À la différence d’un parti, le syndicat ne recrute pas sur un programme, mais sur la préoccupation et les besoins immédiats des salariés. Alors que le parti c’est un choix politique, le syndicat pour les salariés, ce n’est pas un choix, mais un besoin. En organisant les salarié·es, le syndicalisme est un contre-pouvoir social au sein des entreprises, là où il y a le moins de droits pour les salariés, le moins de loi protectrice, de fait là où il y a le moins de démocratie.
Mais être dans un syndicat, et encore plus à la CGT, façonne politiquement. En défendant ses intérêts de travailleurs, on arrive de fait à défendre des pistes pour une autre société, moins inégalitaire et plus solidaire. On n’a pas besoin d’être « progressiste » pour entrer dans un syndicat, mais y être aide à le devenir (on le voit par exemple sur le vote RN qui est moins important quand il y a une proximité syndicale). Par ses formations et ses diverses formes « d’éducation populaire », le syndicalisme participe à changer les idées des adhérent·es et à leur faire prendre conscience de l’intérêt du collectif, des actions de solidarité concrètes ; et du fait qu’unis on est plus fort que divisés.
Le syndicat devient le dernier rempart progressiste aujourd’hui contre la montée de l’extrême droite. L’intérêt aussi de l’ouverture du syndicat est que l’ensemble du salariat puisse bénéficier de cet outil et de ce vecteur de conscientisation et de politisation, que n’assurent plus ou trop peu les partis politiques progressistes.
C’est cette différence fondamentale entre syndicats et partis qui amène à devoir assurer une articulation essentielle entre eux : l’indépendance. Des appels communs ou parallèles sont possibles, mais ils ne doivent jamais remettre en cause l’indépendance syndicale. L’intérêt c’est d’une part, que les syndicats ne soient pas fermés sur eux-mêmes sur une base trop étroite. C’est d’autre part s’assurer que les syndicats constituent un contre-pouvoir, que le gouvernement soit de droite (éviter les contre-réformes) ou, réellement, progressiste (pour le forcer à appliquer son programme, et les revendications spécifiques syndicales, comme en 1936). L’histoire est là pour nous le rappeler : nous savons qu’il y aura besoin de contre-pouvoirs dans les entreprises et dans la rue pour éviter les divisions et les trahisons.
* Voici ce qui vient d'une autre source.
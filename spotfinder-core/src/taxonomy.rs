//! Reference taxonomies used to categorise spots.
//!
//! The three lists share one row shape; the aliases keep call sites
//! readable.

/// A row of one of the reference taxonomies.
#[derive(Debug, Clone, PartialEq, Eq)]
#[cfg_attr(feature = "serde", derive(serde::Serialize, serde::Deserialize))]
pub struct TaxonomyEntry {
    /// Row identifier referenced by spots.
    pub id: i64,
    /// Display name.
    pub name: String,
    /// Optional longer description.
    pub description: Option<String>,
}

impl TaxonomyEntry {
    /// Construct an entry without a description.
    #[must_use]
    pub fn new(id: i64, name: impl Into<String>) -> Self {
        Self {
            id,
            name: name.into(),
            description: None,
        }
    }
}

/// Kind of spot (park, plaza, street...).
pub type SpotType = TaxonomyEntry;
/// How demanding a spot is.
pub type DifficultyLevel = TaxonomyEntry;
/// Ground material of a spot.
pub type SurfaceType = TaxonomyEntry;

/// Identifies one of the three taxonomies.
#[derive(Debug, Clone, Copy, PartialEq, Eq, Hash)]
pub enum Taxonomy {
    /// [`SpotType`] rows.
    SpotType,
    /// [`DifficultyLevel`] rows.
    Difficulty,
    /// [`SurfaceType`] rows.
    Surface,
}

impl Taxonomy {
    /// Every taxonomy in load order.
    pub const ALL: [Self; 3] = [Self::SpotType, Self::Difficulty, Self::Surface];

    /// Lowercase, human-readable name used in logs and messages.
    #[must_use]
    pub const fn as_str(self) -> &'static str {
        match self {
            Self::SpotType => "spot types",
            Self::Difficulty => "difficulty levels",
            Self::Surface => "surface types",
        }
    }
}

impl std::fmt::Display for Taxonomy {
    fn fmt(&self, f: &mut std::fmt::Formatter<'_>) -> std::fmt::Result {
        f.write_str(self.as_str())
    }
}

/// The three reference lists, each ordered by name.
///
/// # Examples
/// ```
/// use spotfinder_core::{Taxonomies, Taxonomy, TaxonomyEntry};
///
/// let mut taxonomies = Taxonomies::default();
/// taxonomies.replace(Taxonomy::Surface, vec![TaxonomyEntry::new(3, "Concrete")]);
/// assert_eq!(taxonomies.surface_type(3).map(|s| s.name.as_str()), Some("Concrete"));
/// assert!(taxonomies.spot_type(3).is_none());
/// ```
#[derive(Debug, Clone, PartialEq, Eq, Default)]
#[cfg_attr(feature = "serde", derive(serde::Serialize, serde::Deserialize))]
pub struct Taxonomies {
    /// Spot types.
    pub spot_types: Vec<SpotType>,
    /// Difficulty levels.
    pub difficulty_levels: Vec<DifficultyLevel>,
    /// Surface types.
    pub surface_types: Vec<SurfaceType>,
}

impl Taxonomies {
    /// Borrow the rows of one taxonomy.
    #[must_use]
    pub fn entries(&self, taxonomy: Taxonomy) -> &[TaxonomyEntry] {
        match taxonomy {
            Taxonomy::SpotType => &self.spot_types,
            Taxonomy::Difficulty => &self.difficulty_levels,
            Taxonomy::Surface => &self.surface_types,
        }
    }

    /// Replace the rows of one taxonomy wholesale.
    pub fn replace(&mut self, taxonomy: Taxonomy, entries: Vec<TaxonomyEntry>) {
        match taxonomy {
            Taxonomy::SpotType => self.spot_types = entries,
            Taxonomy::Difficulty => self.difficulty_levels = entries,
            Taxonomy::Surface => self.surface_types = entries,
        }
    }

    /// Find a row by id within one taxonomy.
    #[must_use]
    pub fn find(&self, taxonomy: Taxonomy, id: i64) -> Option<&TaxonomyEntry> {
        self.entries(taxonomy).iter().find(|entry| entry.id == id)
    }

    /// Find a spot type by id.
    #[must_use]
    pub fn spot_type(&self, id: i64) -> Option<&SpotType> {
        self.find(Taxonomy::SpotType, id)
    }

    /// Find a difficulty level by id.
    #[must_use]
    pub fn difficulty_level(&self, id: i64) -> Option<&DifficultyLevel> {
        self.find(Taxonomy::Difficulty, id)
    }

    /// Find a surface type by id.
    #[must_use]
    pub fn surface_type(&self, id: i64) -> Option<&SurfaceType> {
        self.find(Taxonomy::Surface, id)
    }
}
//! Facade crate for the spot finder.
//!
//! This crate re-exports the core domain types and directory state, and
//! exposes the SQLite-backed spot source behind the `store-sqlite` feature.

#![forbid(unsafe_code)]

pub use spotfinder_core::{
    Address, Amenity, DifficultyLevel, DirectoryEvent, FilterChange, Filters, Gallery, Hero,
    HeroImage, MAX_TRANQUILITY, Obstacle, Photo, ResolvedGallery, SourceError, Spot,
    SpotDirectory, SpotId, SpotObstacle, SpotSource, SpotType, SubscriptionId, SurfaceType,
    Taxonomies, Taxonomy, TaxonomyEntry, Tranquility, TranquilityError, ViewMode, bounds_of,
};

#[cfg(feature = "store-sqlite")]
pub use spotfinder_core::{
    DEFAULT_PHOTO_BASE_URL, SqliteSpotSource, SqliteSpotSourceConfig, SqliteSpotSourceError,
};

#[cfg(feature = "test-support")]
pub use spotfinder_core::test_support;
Indépendance ne veut pas dire neutralité. En écho à d’autres moments de notre histoire où la CGT a su prendre ses responsabilités, cela se retrouve dans notre pratique actuelle, car il y a un an, le 10 Juin 2024, au matin, la première organisation collective à dire « face à l’extrême droite, Front populaire », c’est la CGT. Ce fut le cas aussi pendant la campagne, où nous avons pris notre place, sur nos revendications syndicales, dans ce combat commun dans les entreprises et les services, contre l’extrême droite et pour le progrès social.
Les forces syndicales et politiques doivent-elles s’additionner et se compléter, et si oui, comment ?
L’exemple des législatives de 2024 a mis en évidence le rôle crucial des syndicats dans la mobilisation contre l’extrême droite en demandant l’unité politique face à ce danger mortel.
Mais dans la construction d’un rapport de forces d’ensemble, nous avons besoin de tenir compte des problématiques unitaires différentes et du fait que le temps syndical et le temps politique ne sont pas forcément les mêmes. La pratique et l’idée que nous cherchons à développer, c’est d’être majoritaire à chaque étape de l’action syndicale. Dans le nécessaire développement du syndicalisme, nous cherchons à nous implanter dans les entreprises et les services pour plus et mieux organiser le salariat, car notre seule force, c’est son nombre, mais il n’a d’efficacité que s’il est organisé. C’est aussi dans ce sens que nous engageons le travail en commun avec la FSU, pour rassembler le syndicalisme de transformation sociale, afin de lutter contre l’émiettement sans fin et de redonner des perspectives positives pour tout le salariat.
Il y a besoin d’un débouché politique aux revendications syndicales. Le syndicalisme porte ses revendications directement dans l’entreprise (augmentations des salaires, égalité professionnelle, application des 35 heures etc.), mais également au niveau national et de la loi (indexation automatique de tous les salaires sur le prix, Smic à 2000€ brut, rétablissement des CHSCT etc.). Pour ces dernières, le débouché politique est important et nécessaire. Cela a été le sens de la campagne de la CGT en faveur du programme du Nouveau Front populaire (NFP) en juin dernier : un soutien à un programme qui reprenait nombreuses de nos revendications.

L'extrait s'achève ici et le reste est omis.